Xiao Chunmei, Xu Fangye, Wang Rong, Liang Qi, Shen Kai, Xu Jiali, Liu Lianke
Department of Oncology, The First Affiliated Hospital of Nanjing Medical University, Nanjing, 210029, People's Republic of China.
Onco Targets Ther. 2021 Dec 1;14:5363-5372. doi: 10.2147/OTT.S335139. eCollection 2021.
Ovarian cancer (OC) is a common malignancy in the gynecological tumor. Standard treatment for ovarian cancer is surgery and chemotherapy based on paclitaxel and platinum. However, traditional chemotherapy for ovarian cancer is limited by drug resistance and systemic side effects. It is imperative to explore effective treatment options for refractory ovarian cancer.
A 52-year-old female initially presented with lower abdominal distension and migratory pain.
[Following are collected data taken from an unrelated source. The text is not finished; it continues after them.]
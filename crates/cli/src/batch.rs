//! Batch demo runner.
//!
//! Executes a fixed sequence of calls against the server and prints each
//! result. Later steps depend on earlier ones, so the first failure is
//! reported and the run halts (fail-fast, non-zero exit).

use serde_json::json;

use semem_client::{ClientConfig, ClientError, Session};

use crate::tools;

const SAMPLE_TEXT: &str =
    "Semantic memory stores interactions as embeddings so they can be retrieved by meaning.";

pub async fn run(config: &ClientConfig) -> anyhow::Result<()> {
    let session = Session::connect(config).await?;
    let outcome = run_steps(&session).await;
    session.close().await;
    outcome
}

async fn run_steps(session: &Session) -> anyhow::Result<()> {
    let mut step = 0;
    let mut next = |label: &str| {
        step += 1;
        eprintln!("[{step}] {label}");
        (step, label.to_string())
    };

    let (n, label) = next("read server status");
    match session.read_resource(tools::STATUS_URI).await {
        Ok(result) => {
            for content in result.contents {
                if let Some(text) = content.text {
                    println!("{text}");
                }
            }
        }
        // A server without a status resource is fine; everything else halts.
        Err(ClientError::NotFound(_)) => eprintln!("    (no status resource)"),
        Err(e) => return fail(n, &label, e),
    }

    let (n, label) = next("list tools");
    let catalog = match session.list_tools().await {
        Ok(catalog) => catalog,
        Err(e) => return fail(n, &label, e),
    };
    println!("{} tools", catalog.len());
    for tool in &catalog {
        println!("  {}", tool.name);
    }

    let calls = [
        ("store an interaction", tools::STORE, json!({ "prompt": SAMPLE_TEXT, "response": "" })),
        ("generate an embedding", tools::EMBED, json!({ "text": SAMPLE_TEXT })),
        ("extract concepts", tools::CONCEPTS, json!({ "text": SAMPLE_TEXT })),
        ("search memories", tools::SEARCH, json!({ "query": "semantic memory", "limit": 5 })),
    ];
    for (label, tool, arguments) in calls {
        let (n, label) = next(label);
        match session.call_tool(tool, arguments).await {
            Ok(result) => println!("{}", serde_json::to_string_pretty(&result)?),
            Err(e) => return fail(n, &label, e),
        }
    }

    eprintln!("batch complete");
    Ok(())
}

fn fail(step: usize, label: &str, err: ClientError) -> anyhow::Result<()> {
    Err(anyhow::anyhow!("step {step} ({label}) failed: {err}"))
}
After the laparoscopic exploration and biopsy, immunohistochemistry showed poorly differentiated adenocarcinoma originated from ovarian (cT3NxM1, stage IV, peritoneal and abdominal wall metastasis). The next generation sequence detected ERRFI1 (T187A, exon4) mutation.
The patient received first-line chemotherapy (paclitaxel, nedaplatin plus avastin), followed by maintenance therapy with gefitinib, achieving a 15-month progression-free survival (PFS). After disease progression and second-line treatment failure, endostar plus apatinib was administered for 14 cycles and she obtained a PFS of 14 months without long-term adverse events.
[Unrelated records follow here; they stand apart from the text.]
impl Session {
    /// Spawn the configured server and perform the MCP handshake.
    ///
    /// Transport-level failures (spawn, handshake) are retried immediately
    /// up to the configured retry budget; any other error aborts at once.
    pub async fn connect(config: &ClientConfig) -> Result<Self> {
        let mut last_err = None;
        for attempt in 0..=config.retries {
            if attempt > 0 {
                tracing::warn!(attempt, "retrying connection");
            }
            let outcome = match Channel::spawn(&config.server) {
                Ok(channel) => Self::establish(channel, config).await,
                Err(e) => Err(e),
            };
            match outcome {
                Ok(session) => return Ok(session),
                Err(e @ ClientError::Connection(_)) => last_err = Some(e),
                Err(e) => return Err(e),
            }
        }
        Err(last_err.unwrap_or_else(|| ClientError::Connection("connect failed".into())))
    }

    /// Establish a session over an already-built channel.
    ///
    /// Used by [`connect`](Self::connect) and directly when the channel
    /// comes from somewhere other than a spawned process.
    pub async fn establish(channel: Channel, config: &ClientConfig) -> Result<Self> {
        let Channel { reader, writer, child } = channel;

        let shared = Arc::new(Shared::new());
        let reader_task = tokio::spawn(reader_loop(reader, shared.clone()));

        let session = Self {
            shared,
            writer: tokio::sync::Mutex::new(writer),
            next_id: AtomicU64::new(1),
            timeout: Duration::from_millis(config.timeout_ms),
            reader: reader_task,
            child: Mutex::new(child),
            tools: RwLock::new(Vec::new()),
        };

        let startup = Duration::from_millis(config.startup_timeout_ms);
        match tokio::time::timeout(startup, session.handshake()).await {
            Ok(Ok(())) => {
                tracing::info!(tool_count = session.tools.read().len(), "session established");
                Ok(session)
            }
            Ok(Err(e)) => {
                session.close().await;
                Err(ClientError::Connection(format!("handshake failed: {e}")))
            }
            Err(_) => {
                session.close().await;
                Err(ClientError::Connection(format!(
                    "handshake did not complete within {}ms",
                    config.startup_timeout_ms
                )))
            }
        }
    }

    /// `initialize` → `notifications/initialized` → `tools/list`.
    async fn handshake(&self) -> Result<()> {
        let params = serde_json::to_value(protocol::initialize_params())?;
        self.request("initialize", Some(params)).await?;
        self.notify("notifications/initialized").await?;
        self.list_tools().await?;
        Ok(())
    }

    /// Whether the channel is still usable.
    pub fn is_alive(&self) -> bool {
        self.shared.alive.load(Ordering::SeqCst)
    }

    /// Number of in-flight calls.
    pub fn pending_count(&self) -> usize {
        self.shared.pending.lock().len()
    }

    // ── Operations ─────────────────────────────────────────────────

    /// Fetch the tool catalog via `tools/list` and refresh the cache.
    pub async fn list_tools(&self) -> Result<Vec<ToolDef>> {
        let result = self.request("tools/list", None).await?;
        let parsed: ToolsListResult = serde_json::from_value(result)
            .map_err(|e| ClientError::Protocol(format!("malformed tools/list result: {e}")))?;
        *self.tools.write() = parsed.tools.clone();
        Ok(parsed.tools)
    }

    /// The cached catalog from the last successful `tools/list`.
    ///
    /// May be stale if the remote catalog changed; call
    /// [`list_tools`](Self::list_tools) to refresh.
    pub fn tools(&self) -> Vec<ToolDef> {
        self.tools.read().clone()
    }

    /// Invoke a named tool. The result payload is returned verbatim; this
    /// client never interprets tool-specific semantics.
    pub async fn call_tool(&self, name: &str, arguments: Value) -> Result<Value> {
        if name.trim().is_empty() {
            return Err(ClientError::Validation("tool name must not be empty".into()));
        }
        let params = serde_json::json!({ "name": name, "arguments": arguments });
        self.request("tools/call", Some(params)).await
    }

    /// Fetch the resource catalog via `resources/list`.
    pub async fn list_resources(&self) -> Result<Vec<ResourceDef>> {
        let result = self.request("resources/list", None).await?;
        let parsed: ResourcesListResult = serde_json::from_value(result)
            .map_err(|e| ClientError::Protocol(format!("malformed resources/list result: {e}")))?;
        Ok(parsed.resources)
    }

    /// Read a URI-addressed resource (e.g. `semem://status`).
    pub async fn read_resource(&self, uri: &str) -> Result<ReadResourceResult> {
        if uri.trim().is_empty() {
            return Err(ClientError::Validation("resource uri must not be empty".into()));
        }
        let params = serde_json::json!({ "uri": uri });
        match self.request("resources/read", Some(params)).await {
            Ok(value) => serde_json::from_value(value)
                .map_err(|e| ClientError::Protocol(format!("malformed resources/read result: {e}"))),
            Err(ClientError::Remote { code, message, data }) => {
                let rpc = JsonRpcError { code, message, data };
                if ClientError::is_resource_not_found(&rpc) {
                    Err(ClientError::NotFound(uri.to_string()))
                } else {
                    Err(rpc.into())
                }
            }
            Err(e) => Err(e),
        }
    }

    /// Close the session: resolve every pending call, shut the channel
    /// down, and reap the server process. Idempotent; dropping a `Session`
    /// performs the same cleanup without waiting for the process.
    pub async fn close(&self) {
        if self.shared.alive.swap(false, Ordering::SeqCst) {
            tracing::info!("closing session");
        }
        {
            let mut writer = self.writer.lock().await;
            // Stdin EOF is the shutdown signal MCP servers respond to.
            if let Err(e) = writer.shutdown().await {
                tracing::debug!(error = %e, "error closing channel writer");
            }
        }
        self.shared.fail_all("session closed");
        self.reader.abort();
        let child = self.child.lock().take();
        if let Some(child) = child {
            transport::reap_child(child).await;
        }
    }

    // ── Correlation core ───────────────────────────────────────────

    /// Send one request frame and await its correlated response.
    ///
    /// Exactly one outbound message per call; no automatic retry at this
    /// layer.
    async fn request(&self, method: &str, params: Option<Value>) -> Result<Value> {
        if !self.is_alive() {
            return Err(ClientError::Connection("session is not connected".into()));
        }

        let id = self.next_id.fetch_add(1, Ordering::Relaxed);
        let frame = serde_json::to_string(&JsonRpcRequest::new(id, method, params))?;

        let (tx, rx) = oneshot::channel();
        {
            let mut pending = self.shared.pending.lock();
            // Monotonic ids make a collision impossible within a session;
            // refuse to overwrite an in-flight call if it ever happens.
            if pending.contains_key(&id) {
                return Err(ClientError::Protocol(format!("request id {id} already in flight")));
            }
            pending.insert(id, tx);
        }
        let mut guard = PendingGuard::new(self.shared.clone(), id);

        tracing::debug!(id, method, "sending request");
        if let Err(e) = self.write_line(&frame).await {
            guard.disarm();
            self.shared.pending.lock().remove(&id);
            return Err(e);
        }

        match tokio::time::timeout(self.timeout, rx).await {
            Ok(Ok(outcome)) => {
                guard.disarm();
                outcome
            }
            Ok(Err(_)) => {
                guard.disarm();
                Err(ClientError::Connection("session closed while awaiting response".into()))
            }
            // The guard removes the pending entry and discards the id, so
            // a late response cannot leak into a future call.
            Err(_) => Err(ClientError::Timeout {
                method: method.to_string(),
                after_ms: self.timeout.as_millis() as u64,
            }),
        }
    }

    /// Send a notification frame (no response expected).
    async fn notify(&self, method: &str) -> Result<()> {
        let frame = serde_json::to_string(&JsonRpcNotification::new(method))?;
        tracing::debug!(method, "sending notification");
        self.write_line(&frame).await
    }

    /// Write one full frame. The writer lock serializes concurrent callers
    /// so frames never interleave on the wire.
    async fn write_line(&self, json: &str) -> Result<()> {
        let mut writer = self.writer.lock().await;
        let write = async {
            writer.write_all(json.as_bytes()).await?;
            writer.write_all(b"\n").await?;
            writer.flush().await?;
            Ok::<(), std::io::Error>(())
        };
        write
            .await
            .map_err(|e| ClientError::Connection(format!("write failed: {e}")))
    }
}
We believe that the ERRFI1 gene may be a potential target of gefitinib. Importantly, endostar combined with apatinib is worth recommending for maintenance treatment in refractory ovarian cancer.
卵巢癌(OC)是妇科肿瘤中常见的恶性肿瘤。卵巢癌的标准治疗方法是手术及以紫杉醇和铂类为基础的化疗。然而,卵巢癌的传统化疗受到耐药性和全身副作用的限制。探索难治性卵巢癌的有效治疗方案势在必行。
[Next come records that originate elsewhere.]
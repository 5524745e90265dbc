//! Client configuration.
//!
//! Deserialized from `semem.toml`. Every field has a default so an empty
//! file (or no file at all) yields a working configuration; the CLI layers
//! flag overrides on top.

use std::collections::HashMap;
use std::path::Path;

use serde::{Deserialize, Serialize};

use crate::error::{ClientError, Result};

// ━━━━━━━━━━━━━━━━━━━━━━━━━━━━━━━━━━━━━━━━━━━━━━━━━━━━━━━━━━━━━━━━━━
// Top-level config
// ━━━━━━━━━━━━━━━━━━━━━━━━━━━━━━━━━━━━━━━━━━━━━━━━━━━━━━━━━━━━━━━━━━

#[derive(Debug, Clone, Serialize, Deserialize)]
pub struct ClientConfig {
    #[serde(default)]
    pub server: ServerConfig,

    /// Per-call deadline in milliseconds.
    #[serde(default = "d_30000")]
    pub timeout_ms: u64,

    /// Connect-phase retry budget for transport-level failures.
    /// Application-level errors are never retried.
    #[serde(default = "d_3")]
    pub retries: u32,

    /// Deadline for spawning the server and completing the handshake.
    #[serde(default = "d_10000")]
    pub startup_timeout_ms: u64,
}

impl Default for ClientConfig {
    fn default() -> Self {
        Self {
            server: ServerConfig::default(),
            timeout_ms: 30_000,
            retries: 3,
            startup_timeout_ms: 10_000,
        }
    }
}

// ━━━━━━━━━━━━━━━━━━━━━━━━━━━━━━━━━━━━━━━━━━━━━━━━━━━━━━━━━━━━━━━━━━
// Server process
// ━━━━━━━━━━━━━━━━━━━━━━━━━━━━━━━━━━━━━━━━━━━━━━━━━━━━━━━━━━━━━━━━━━

/// The remote endpoint: a command spawned as a child process, spoken to
/// over stdin/stdout.
#[derive(Debug, Clone, Serialize, Deserialize, Default)]
pub struct ServerConfig {
    /// The command to spawn (e.g. `"node"`).
    #[serde(default)]
    pub command: String,

    /// Arguments to pass to the command.
    #[serde(default)]
    pub args: Vec<String>,

    /// Additional environment variables for the spawned process.
    #[serde(default)]
    pub env: HashMap<String, String>,
}

// ━━━━━━━━━━━━━━━━━━━━━━━━━━━━━━━━━━━━━━━━━━━━━━━━━━━━━━━━━━━━━━━━━━
// Loading
// ━━━━━━━━━━━━━━━━━━━━━━━━━━━━━━━━━━━━━━━━━━━━━━━━━━━━━━━━━━━━━━━━━━

impl ClientConfig {
    /// Parse a config file from disk.
    pub fn load(path: &Path) -> Result<Self> {
        let raw = std::fs::read_to_string(path)?;
        toml::from_str(&raw)
            .map_err(|e| ClientError::Validation(format!("config {}: {e}", path.display())))
    }

    /// Load `path` if it exists, defaults otherwise.
    pub fn load_or_default(path: &Path) -> Result<Self> {
        if path.exists() {
            Self::load(path)
        } else {
            Ok(Self::default())
        }
    }
}

fn d_30000() -> u64 {
    30_000
}

fn d_10000() -> u64 {
    10_000
}

fn d_3() -> u32 {
    3
}

// ━━━━━━━━━━━━━━━━━━━━━━━━━━━━━━━━━━━━━━━━━━━━━━━━━━━━━━━━━━━━━━━━━━
// Tests
// ━━━━━━━━━━━━━━━━━━━━━━━━━━━━━━━━━━━━━━━━━━━━━━━━━━━━━━━━━━━━━━━━━━

#[cfg(test)]
mod tests {
    use super::*;

    #[test]
    fn empty_config_gets_documented_defaults() {
        let cfg: ClientConfig = toml::from_str("").unwrap();
        assert_eq!(cfg.timeout_ms, 30_000);
        assert_eq!(cfg.retries, 3);
        assert_eq!(cfg.startup_timeout_ms, 10_000);
        assert!(cfg.server.command.is_empty());
    }

    #[test]
    fn parse_full_config() {
        let raw = r#"
            timeout_ms = 5000
            retries = 1

            [server]
            command = "node"
            args = ["mcp/index.js"]

            [server.env]
            SEMEM_LOG = "debug"
        "#;
        let cfg: ClientConfig = toml::from_str(raw).unwrap();
        assert_eq!(cfg.timeout_ms, 5_000);
        assert_eq!(cfg.retries, 1);
        assert_eq!(cfg.server.command, "node");
        assert_eq!(cfg.server.args, vec!["mcp/index.js"]);
        assert_eq!(cfg.server.env.get("SEMEM_LOG").unwrap(), "debug");
    }

    #[test]
    fn partial_server_section() {
        let raw = r#"
            [server]
            command = "semem-mcp"
        "#;
        let cfg: ClientConfig = toml::from_str(raw).unwrap();
        assert_eq!(cfg.server.command, "semem-mcp");
        assert!(cfg.server.args.is_empty());
        assert_eq!(cfg.timeout_ms, 30_000);
    }

    #[test]
    fn missing_file_yields_defaults() {
        let cfg = ClientConfig::load_or_default(Path::new("/nonexistent/semem.toml")).unwrap();
        assert_eq!(cfg.retries, 3);
    }
}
一名52岁女性最初表现为下腹胀和游走性疼痛。经腹腔镜探查及活检,免疫组化显示为起源于卵巢的低分化腺癌(cT3NxM1,IV期,腹膜及腹壁转移)。二代测序检测到ERRFI1(T187A,外显子4)突变。
患者接受一线化疗(紫杉醇、奈达铂加阿瓦斯汀),随后用吉非替尼维持治疗,实现了15个月的无进展生存期(PFS)。疾病进展且二线治疗失败后,给予恩度加阿帕替尼治疗14个周期,她获得了14个月的PFS且无长期不良事件。
我们认为ERRFI1基因可能是吉非替尼的潜在靶点。重要的是,恩度联合阿帕替尼值得推荐用于难治性卵巢癌的维持治疗。